Tra tutte, è utile riportare la descrizione che Curi fornisce della retorica di guerra messa in campo dai media, nella quale siamo tuttora immersi: “E’ quella che continua a lungo a dominare, soprattutto nei notiziari televisivi e nelle trasmissioni di approfondimento, facendo leva sulle emozioni, anziché favorire un approccio razionale, quanto più ancorato a valutazioni obiettive e all’analisi dei dati di fatto. Senza dimenticare le debite eccezioni, ciò che balza in evidenza è una competizione, tra le emittenti, guidata dal sensazionalismo e dall’ossessiva ricerca di qualche scoop, piuttosto che dal tentativo di contribuire ad un’adeguata comprensione della situazione”. Anzi oscurando e accusando di “fraternizzare con il nemico” – come i soldati delle trincee del Fronte occidentale nella notte di Natale del 1914 – le voci critiche che non si uniscono alle urla di battaglia.
Perché questa scomposta propaganda di guerra che, mentre giustifica il trasferimento di enormi risorse pubbliche nelle casse delle industrie belliche, legittima la produzione di morte e distruzione, invece di promuovere strumenti alternativi alla guerra per risolvere i conflitti internazionali come previsto dalla Carta delle Nazioni Unite (le cui risorse per le attività di peacekeeping sono appena lo 0.3% di quanto si spende globalmente in armamenti!), oltre che dalla Costituzione italiana?
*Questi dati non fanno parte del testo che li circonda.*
//! Answer generation against the external completion service.

use std::sync::Arc;
use std::time::Duration;

use serde_json::Value;

use super::prompts::build_answer_prompt;
use crate::core::errors::ApiError;
use crate::llm::{ChatMessage, ChatRequest, LlmProvider};

pub struct AnswerGenerator {
    llm: Arc<dyn LlmProvider>,
    chat_model: String,
    max_retries: u32,
    retry_backoff: Duration,
}

impl AnswerGenerator {
    pub fn new(
        llm: Arc<dyn LlmProvider>,
        chat_model: String,
        max_retries: u32,
        retry_backoff: Duration,
    ) -> Self {
        Self {
            llm,
            chat_model,
            max_retries,
            retry_backoff,
        }
    }

    pub fn from_config(llm: Arc<dyn LlmProvider>, config: &Value) -> Self {
        let chat_model = config
            .get("llm")
            .and_then(|v| v.get("chat_model"))
            .and_then(|v| v.as_str())
            .unwrap_or("gpt-4o")
            .to_string();
        let max_retries = config
            .get("llm")
            .and_then(|v| v.get("max_retries"))
            .and_then(|v| v.as_u64())
            .unwrap_or(2) as u32;
        let backoff_ms = config
            .get("llm")
            .and_then(|v| v.get("retry_backoff_ms"))
            .and_then(|v| v.as_u64())
            .unwrap_or(500);

        Self::new(
            llm,
            chat_model,
            max_retries,
            Duration::from_millis(backoff_ms),
        )
    }

    /// Fill the instruction template and request a deterministic
    /// completion. Transient failures retry with exponential backoff;
    /// exhaustion returns the last error. The raw completion text is
    /// returned verbatim; parsing is the validator's job.
    pub async fn generate(&self, context: &str, question: &str) -> Result<String, ApiError> {
        let prompt = build_answer_prompt(context, question);
        let request = ChatRequest::deterministic(vec![ChatMessage::user(prompt)]);

        let mut backoff = self.retry_backoff;
        let mut last_error = None;

        for attempt in 0..=self.max_retries {
            match self.llm.chat(request.clone(), &self.chat_model).await {
                Ok(raw) => return Ok(raw),
                Err(err) if err.is_transient() && attempt < self.max_retries => {
                    tracing::warn!(
                        attempt = attempt + 1,
                        "Answer generation failed, retrying: {}",
                        err
                    );
                    tokio::time::sleep(backoff).await;
                    backoff *= 2;
                    last_error = Some(err);
                }
                Err(err) => return Err(err),
            }
        }

        Err(last_error.unwrap_or(ApiError::ServiceUnavailable))
    }
}
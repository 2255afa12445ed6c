use async_trait::async_trait;

use super::types::ChatRequest;
use crate::core::errors::ApiError;

#[async_trait]
pub trait LlmProvider: Send + Sync {
    /// return the provider name (e.g. "openai")
    fn name(&self) -> &str;

    /// check if the provider is healthy/reachable
    async fn health_check(&self) -> Result<bool, ApiError>;

    /// chat completion (non-streaming)
    async fn chat(&self, request: ChatRequest, model_id: &str) -> Result<String, ApiError>;

    /// generate embeddings
    async fn embed(&self, inputs: &[String], model_id: &str) -> Result<Vec<Vec<f32>>, ApiError>;
}
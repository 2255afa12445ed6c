use std::sync::Arc;

use axum::extract::State;
use axum::response::IntoResponse;
use axum::Json;
use serde_json::json;

use crate::core::errors::ApiError;
use crate::state::AppState;

pub async fn health(State(_state): State<Arc<AppState>>) -> impl IntoResponse {
    Json(json!({
        "status": "ok",
        "initialized": true,
    }))
}

pub async fn get_status(State(state): State<Arc<AppState>>) -> Result<impl IntoResponse, ApiError> {
    let passage_count = state.index.count().await.unwrap_or(0);
    Ok(Json(json!({
        "initialized": true,
        "indexed_passages": passage_count,
    })))
}
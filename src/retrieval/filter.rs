//! Source-category classification and filtering for local passages.
//!
//! Classification is case-insensitive substring matching on the passage's
//! `source` provenance field. Live passages never pass through here; the
//! category filter applies to the local index only.

use std::collections::BTreeSet;

use serde_json::Value;

use super::passage::{RetrievedPassage, SourceSelection};

const MISSING_SOURCE: &str = "(missing source)";

#[derive(Debug, Clone, Copy, PartialEq, Eq)]
pub enum SourceCategory {
    Encyclopedia,
    Textbook,
    HeritageArticle,
    Unknown,
}

/// Outcome of a filter pass: the surviving passages plus the source values
/// that matched no enabled category, kept for diagnostics.
#[derive(Debug, Clone, Default)]
pub struct FilterOutcome {
    pub passages: Vec<RetrievedPassage>,
    pub unmatched_sources: BTreeSet<String>,
}

#[derive(Debug, Clone)]
pub struct SourceFilter {
    encyclopedia_markers: Vec<String>,
    textbook_markers: Vec<String>,
    heritage_markers: Vec<String>,
}

impl Default for SourceFilter {
    fn default() -> Self {
        Self {
            encyclopedia_markers: vec!["infopedia".to_string()],
            textbook_markers: vec![
                "sec1".to_string(),
                "sec2".to_string(),
                "textbook".to_string(),
            ],
            heritage_markers: vec!["roots website".to_string()],
        }
    }
}

impl SourceFilter {
    pub fn from_config(config: &Value) -> Self {
        let defaults = Self::default();
        Self {
            encyclopedia_markers: marker_list(config, "encyclopedia_markers")
                .unwrap_or(defaults.encyclopedia_markers),
            textbook_markers: marker_list(config, "textbook_markers")
                .unwrap_or(defaults.textbook_markers),
            heritage_markers: marker_list(config, "heritage_markers")
                .unwrap_or(defaults.heritage_markers),
        }
    }

    pub fn classify(&self, passage: &RetrievedPassage) -> SourceCategory {
        let source = match passage.provenance.source() {
            Some(source) => source.to_lowercase().trim().to_string(),
            None => return SourceCategory::Unknown,
        };
        if source.is_empty() {
            return SourceCategory::Unknown;
        }

        if contains_any(&source, &self.encyclopedia_markers) {
            SourceCategory::Encyclopedia
        } else if contains_any(&source, &self.textbook_markers) {
            SourceCategory::Textbook
        } else if contains_any(&source, &self.heritage_markers) {
            SourceCategory::HeritageArticle
        } else {
            SourceCategory::Unknown
        }
    }

    /// Keeps a passage iff its category is enabled in `selection`. Unknown
    /// passages always drop. Sources that matched no enabled category are
    /// collected so stale category rules can be debugged upstream.
    pub fn filter(
        &self,
        passages: Vec<RetrievedPassage>,
        selection: &SourceSelection,
    ) -> FilterOutcome {
        let mut outcome = FilterOutcome::default();

        for passage in passages {
            let source = passage
                .provenance
                .source()
                .map(|s| s.trim().to_lowercase())
                .unwrap_or_default();

            if source.is_empty() {
                outcome.unmatched_sources.insert(MISSING_SOURCE.to_string());
                continue;
            }

            let keep = match self.classify(&passage) {
                SourceCategory::Encyclopedia => selection.include_encyclopedia,
                SourceCategory::Textbook => selection.include_textbooks,
                SourceCategory::HeritageArticle => selection.include_heritage_articles,
                SourceCategory::Unknown => false,
            };

            if keep {
                outcome.passages.push(passage);
            } else {
                outcome.unmatched_sources.insert(source);
            }
        }

        if outcome.passages.is_empty() && !outcome.unmatched_sources.is_empty() {
            tracing::warn!(
                "No sources matched the selected filters. Unmatched sources: {}",
                outcome
                    .unmatched_sources
                    .iter()
                    .cloned()
                    .collect::<Vec<_>>()
                    .join(", ")
            );
        }

        outcome
    }
}

fn contains_any(source: &str, markers: &[String]) -> bool {
    markers.iter().any(|marker| source.contains(marker))
}

fn marker_list(config: &Value, key: &str) -> Option<Vec<String>> {
    config
        .get("filter")
        .and_then(|v| v.get(key))
        .and_then(|v| v.as_array())
        .map(|entries| {
            entries
                .iter()
                .filter_map(|v| v.as_str())
                .map(|s| s.to_lowercase())
                .collect()
        })
}
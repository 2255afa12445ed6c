use std::time::Duration;

use crate::llm::openai::OpenAiProvider;
use crate::llm::provider::LlmProvider;
use crate::llm::types::{ChatMessage, ChatRequest};

#[test]
fn deterministic_request_pins_temperature_to_zero() {
    let request = ChatRequest::deterministic(vec![ChatMessage::user("Hello")]);
    assert_eq!(request.temperature, Some(0.0));
}

// Requires a reachable OpenAI-compatible endpoint and OPENAI_API_KEY.
#[tokio::test]
#[ignore]
async fn test_live_openai_connection() {
    let api_key = std::env::var("OPENAI_API_KEY").unwrap_or_default();
    let provider = OpenAiProvider::new(
        "https://api.openai.com".to_string(),
        api_key,
        Duration::from_secs(30),
    )
    .expect("provider should build");

    let healthy = provider.health_check().await;
    match healthy {
        Ok(ok) => println!("OpenAI reachable: {}", ok),
        Err(e) => panic!("Failed to reach OpenAI: {}", e),
    }

    let req = ChatRequest {
        messages: vec![ChatMessage::user("Hello")],
        temperature: Some(0.0),
        max_tokens: Some(10),
    };

    let res = provider.chat(req, "gpt-4o").await;
    match res {
        Ok(response) => println!("OpenAI chat response: {}", response),
        Err(e) => println!("OpenAI chat error: {}", e),
    }
}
Perché, dopo la breve parentesi di riduzione delle guerre e delle spese militari tra il 1991 e il 2001, il nuovo paradigma internazionale dominante è quello della guerra, e della sua preparazione, non come eccezione ma come stato permanente: non continuazione della politica con altri mezzi ma, a tutti gli effetti, sostituzione della politica (con garanzia del costante segno più davanti ai profitti bellici).
Il compito per i movimenti pacifisti e nonviolenti per questo 2025 è dunque quello di continuare a costruire – pazientemente, ma tenacemente – le alternative all’affermarsi della “mentalità di guerra” (Mark Rutte, segretario della Nato) contemporaneamente su tutti i piani: culturale, promuovendo educazione, formazione e culture di pace; strutturale, con campagne di disarmo e costruzione di mezzi alternativi alla guerra per affrontare i conflitti, dai Corpi civili di pace alla Difesa civile non armata e nonviolenta; diretto, supportando obiettori di coscienza e disertori di tutte le guerre in corso. Il compito per l’anno che si apre – 80esimo anniversario di Hiroshima e Nagasaki e della fine della Seconda guerra mondiale – è quello di impegnarsi a realizzare la chiamata dei popoli delle Nazioni Unite, fondate anch’esse ottanta anni fa: liberare l’umanità dal “flagello della guerra”. Anziché, follemente, normalizzarla e incrementarla.